### The task:
What appears in the data must be reproduced exactly.
The input Block Start
//! Local accelerator discovery.
//!
//! One worker slot is created per accelerator. NVIDIA GPUs are counted via
//! NVML; initialisation is gracefully optional, so a host without drivers
//! falls back to Apple MPS (on Apple silicon) or CPU with a fixed number of
//! slots instead of failing.

use nvml_wrapper::Nvml;

use framefarm_core::error::DispatchError;
use framefarm_core::types::WorkerSlot;

/// Slot count used when no discrete accelerator is present.
pub const DEFAULT_SLOT_COUNT: u32 = 4;

/// Port of slot 0; slot `k` listens on `DEFAULT_BASE_PORT + k`.
pub const DEFAULT_BASE_PORT: u16 = 52361;

/// Accelerator family found on this host.
#[derive(Debug, Clone, Copy, PartialEq, Eq)]
pub enum AcceleratorKind {
    Cuda,
    Mps,
    Cpu,
}

impl AcceleratorKind {
    /// Collective transport matching the accelerator family.
    pub fn transport(self) -> &'static str {
        match self {
            Self::Cuda => "nccl",
            Self::Mps | Self::Cpu => "gloo",
        }
    }

    pub fn as_str(self) -> &'static str {
        match self {
            Self::Cuda => "cuda",
            Self::Mps => "mps",
            Self::Cpu => "cpu",
        }
    }
}

/// Number of local worker slots and the accelerator backing them.
#[derive(Debug, Clone, Copy, PartialEq, Eq)]
pub struct DeviceTopology {
    pub kind: AcceleratorKind,
    pub slot_count: u32,
}

impl DeviceTopology {
    /// Query the host's accelerator inventory.
    pub fn detect() -> Self {
        let cuda_devices = match Nvml::init() {
            Ok(nvml) => nvml.device_count().unwrap_or_else(|e| {
                tracing::warn!(error = %e, "Failed to query GPU device count");
                0
            }),
            Err(e) => {
                tracing::debug!(error = %e, "NVML unavailable, no CUDA devices");
                0
            }
        };
        let topology = Self::from_inventory(cuda_devices, mps_available());
        tracing::info!(
            kind = topology.kind.as_str(),
            transport = topology.kind.transport(),
            slot_count = topology.slot_count,
            "Device detection complete",
        );
        topology
    }

    /// Derive the topology from a known inventory.
    pub fn from_inventory(cuda_devices: u32, mps: bool) -> Self {
        if cuda_devices > 0 {
            Self {
                kind: AcceleratorKind::Cuda,
                slot_count: cuda_devices,
            }
        } else if mps {
            Self {
                kind: AcceleratorKind::Mps,
                slot_count: DEFAULT_SLOT_COUNT,
            }
        } else {
            Self {
                kind: AcceleratorKind::Cpu,
                slot_count: DEFAULT_SLOT_COUNT,
            }
        }
    }

    /// Assign consecutive ports starting at `base_port`, one slot per device.
    pub fn slots(&self, base_port: u16) -> Result<Vec<WorkerSlot>, DispatchError> {
        (0..self.slot_count)
            .map(|device| {
                u16::try_from(device)
                    .ok()
                    .and_then(|offset| base_port.checked_add(offset))
                    .map(|port| WorkerSlot { device, port })
                    .ok_or_else(|| {
                        DispatchError::Configuration(format!(
                            "base port {base_port} leaves no room for {} slots",
                            self.slot_count
                        ))
                    })
            })
            .collect()
    }
}

fn mps_available() -> bool {
    cfg!(all(target_os = "macos", target_arch = "aarch64"))
}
The input Block End
### Exercise output:
//! Local accelerator discovery.
//!
//! One worker slot is created per accelerator. NVIDIA GPUs are counted via
//! NVML; initialisation is gracefully optional, so a host without drivers
//! falls back to Apple MPS (on Apple silicon) or CPU with a fixed number of
//! slots instead of failing.

use nvml_wrapper::Nvml;

use framefarm_core::error::DispatchError;
use framefarm_core::types::WorkerSlot;

/// Slot count used when no discrete accelerator is present.
pub const DEFAULT_SLOT_COUNT: u32 = 4;

/// Port of slot 0; slot `k` listens on `DEFAULT_BASE_PORT + k`.
pub const DEFAULT_BASE_PORT: u16 = 52361;

/// Accelerator family found on this host.
#[derive(Debug, Clone, Copy, PartialEq, Eq)]
pub enum AcceleratorKind {
    Cuda,
    Mps,
    Cpu,
}

impl AcceleratorKind {
    /// Collective transport matching the accelerator family.
    pub fn transport(self) -> &'static str {
        match self {
            Self::Cuda => "nccl",
            Self::Mps | Self::Cpu => "gloo",
        }
    }

    pub fn as_str(self) -> &'static str {
        match self {
            Self::Cuda => "cuda",
            Self::Mps => "mps",
            Self::Cpu => "cpu",
        }
    }
}

/// Number of local worker slots and the accelerator backing them.
#[derive(Debug, Clone, Copy, PartialEq, Eq)]
pub struct DeviceTopology {
    pub kind: AcceleratorKind,
    pub slot_count: u32,
}

impl DeviceTopology {
    /// Query the host's accelerator inventory.
    pub fn detect() -> Self {
        let cuda_devices = match Nvml::init() {
            Ok(nvml) => nvml.device_count().unwrap_or_else(|e| {
                tracing::warn!(error = %e, "Failed to query GPU device count");
                0
            }),
            Err(e) => {
                tracing::debug!(error = %e, "NVML unavailable, no CUDA devices");
                0
            }
        };
        let topology = Self::from_inventory(cuda_devices, mps_available());
        tracing::info!(
            kind = topology.kind.as_str(),
            transport = topology.kind.transport(),
            slot_count = topology.slot_count,
            "Device detection complete",
        );
        topology
    }

    /// Derive the topology from a known inventory.
    pub fn from_inventory(cuda_devices: u32, mps: bool) -> Self {
        if cuda_devices > 0 {
            Self {
                kind: AcceleratorKind::Cuda,
                slot_count: cuda_devices,
            }
        } else if mps {
            Self {
                kind: AcceleratorKind::Mps,
                slot_count: DEFAULT_SLOT_COUNT,
            }
        } else {
            Self {
                kind: AcceleratorKind::Cpu,
                slot_count: DEFAULT_SLOT_COUNT,
            }
        }
    }

    /// Assign consecutive ports starting at `base_port`, one slot per device.
    pub fn slots(&self, base_port: u16) -> Result<Vec<WorkerSlot>, DispatchError> {
        (0..self.slot_count)
            .map(|device| {
                u16::try_from(device)
                    .ok()
                    .and_then(|offset| base_port.checked_add(offset))
                    .map(|port| WorkerSlot { device, port })
                    .ok_or_else(|| {
                        DispatchError::Configuration(format!(
                            "base port {base_port} leaves no room for {} slots",
                            self.slot_count
                        ))
                    })
            })
            .collect()
    }
}

fn mps_available() -> bool {
    cfg!(all(target_os = "macos", target_arch = "aarch64"))
}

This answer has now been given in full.